Drew assumed conspiracy and coverup, that police were protecting the son of a man of influence. He burned up the phone lines to the governor and the state attorney, demanding an investigation.
How could the blood have been lost?
Police spokesman Joe Durkin answered: It was only after detectives reinterviewed hospital staffers and learned that Gable "may have been on prescription medication" that they had legal reason to get his blood. But by then, it had been thrown away.
TGH routinely disposes of blood in seven days - a practice that Durkin said detectives were unaware of. If asked, the hospital will safeguard blood and release it upon court order. But the police did not ask. Durkin said the law precludes police from even requesting that a hospital safeguard potentially crucial evidence.
Instead of empirical blood analysis, prosecutors told Drew they would try to find people who spent time with Gable in the hours leading up to the Saturday morning accident.

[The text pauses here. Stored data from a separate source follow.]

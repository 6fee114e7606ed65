use thiserror::Error;

/// Configuration problems that prevent a session from starting.
#[derive(Debug, Error, Clone, PartialEq)]
pub enum ConfigError {
    #[error("zone needs at least 3 points, got {0}")]
    ZoneTooFewPoints(usize),
    #[error("zone contains a non-finite coordinate")]
    ZoneNonFinite,
    #[error("zone polygon has no area")]
    ZoneDegenerate,
    #[error("capacity must be greater than zero")]
    ZeroCapacity,
    #[error("frame size must be non-zero, got {width}x{height}")]
    InvalidFrameSize { width: u32, height: u32 },
    #[error("{name} must be a finite value within range, got {value}")]
    InvalidThreshold { name: &'static str, value: f64 },
    #[error("unknown retention policy '{0}' (expected sticky, exit_on_leave or distance:<px>)")]
    InvalidRetention(String),
    #[error("session id '{0}' must match ^[A-Za-z0-9_.-]{{1,128}}$")]
    InvalidSessionId(String),
}
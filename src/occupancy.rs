use std::collections::BTreeSet;
use std::fmt;
use std::num::NonZeroU32;

use serde::{Deserialize, Serialize};

use crate::detect::TrackId;

/// Coarse fullness band shown on the dashboard.
#[derive(Clone, Copy, Debug, PartialEq, Eq, Serialize, Deserialize)]
#[serde(rename_all = "snake_case")]
pub enum OccupancyLevel {
    Empty,
    Light,
    Moderate,
    Crowded,
}

impl OccupancyLevel {
    pub fn from_percent(percent: f64) -> Self {
        if percent < 10.0 {
            OccupancyLevel::Empty
        } else if percent < 30.0 {
            OccupancyLevel::Light
        } else if percent < 60.0 {
            OccupancyLevel::Moderate
        } else {
            OccupancyLevel::Crowded
        }
    }

    pub fn as_str(&self) -> &'static str {
        match self {
            OccupancyLevel::Empty => "empty",
            OccupancyLevel::Light => "light",
            OccupancyLevel::Moderate => "moderate",
            OccupancyLevel::Crowded => "crowded",
        }
    }
}

impl fmt::Display for OccupancyLevel {
    fn fmt(&self, f: &mut fmt::Formatter<'_>) -> fmt::Result {
        f.write_str(self.as_str())
    }
}

/// `count / capacity` as a percentage, clamped to `[0, 100]`.
pub fn fullness_percent(count: usize, capacity: NonZeroU32) -> f64 {
    (count as f64 / capacity.get() as f64 * 100.0).clamp(0.0, 100.0)
}

/// Occupancy derived from the tracked set, not yet tied to a frame.
#[derive(Clone, Copy, Debug, PartialEq)]
pub struct Occupancy {
    pub count: u64,
    pub capacity: u32,
    pub fullness_percent: f64,
    pub level: OccupancyLevel,
}

impl Occupancy {
    pub fn at_frame(self, session_id: &str, frame_index: u64, at: f64) -> OccupancySnapshot {
        OccupancySnapshot {
            session_id: session_id.to_string(),
            count: self.count,
            capacity: self.capacity,
            fullness_percent: self.fullness_percent,
            level: self.level,
            frame_index,
            at,
        }
    }
}

/// Reduces the tracked set to a count and a fullness percentage.
pub fn aggregate(tracked: &BTreeSet<TrackId>, capacity: NonZeroU32) -> Occupancy {
    let fullness = fullness_percent(tracked.len(), capacity);
    Occupancy {
        count: tracked.len() as u64,
        capacity: capacity.get(),
        fullness_percent: fullness,
        level: OccupancyLevel::from_percent(fullness),
    }
}

/// Published occupancy state of one session.
#[derive(Clone, Debug, PartialEq, Serialize, Deserialize)]
pub struct OccupancySnapshot {
    pub session_id: String,
    pub count: u64,
    pub capacity: u32,
    pub fullness_percent: f64,
    pub level: OccupancyLevel,
    pub frame_index: u64,
    /// Stream time in seconds.
    pub at: f64,
}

On Nov. 20, Drew said, Rosenwasser told him the state had identified the house Gable had been at the night before. The owners had not been home; seven teens who supposedly were there would be called in, their statements taken. The state would have a decision on whether to charge Gable by early January.
Drew's spirits soared.
On Dec. 11, he said Rosenwasser told him all but one of the teenagers had been in; none had said anything that incriminated Gable.
Drew's spirits collapsed.
He expects the state will announce it soon: no charges. Like he figured from the start.
* * *
Drew believes God works miracles. As much as he mistrusts lawyers, especially big-shot ones, if Christi had to die, Drew said, God made no mistake in choosing the other driver. "She could have been hit by somebody without a pot to piss in, with no insurance."
He said he called Gable's home twice and left messages on the answering machine that it would help to hear him say he is sorry. Gable's mother wrote back that they would not be calling; their attorney had instructed them not to discuss the accident with anyone.
Please understand that each day our family, particularly Gable, hurts for each of you. . . . We are not insensitive and our inability to speak with you has nothing to do with our sorrow.
Sincerely,
Vee Yerrid
Drew said he left a message with Steve Yerrid's secretary Dec. 2, and Yerrid called him back.
"He said he's just trying to protect his kid," Drew recounted. "I told him, that's your job, to protect your kid. But that's my sister, my job is to seek justice.
"You're doing your job, I'm doing my job. He lost, I lost, everybody lost."
- Times researcher Kitty Bennett contributed to this report.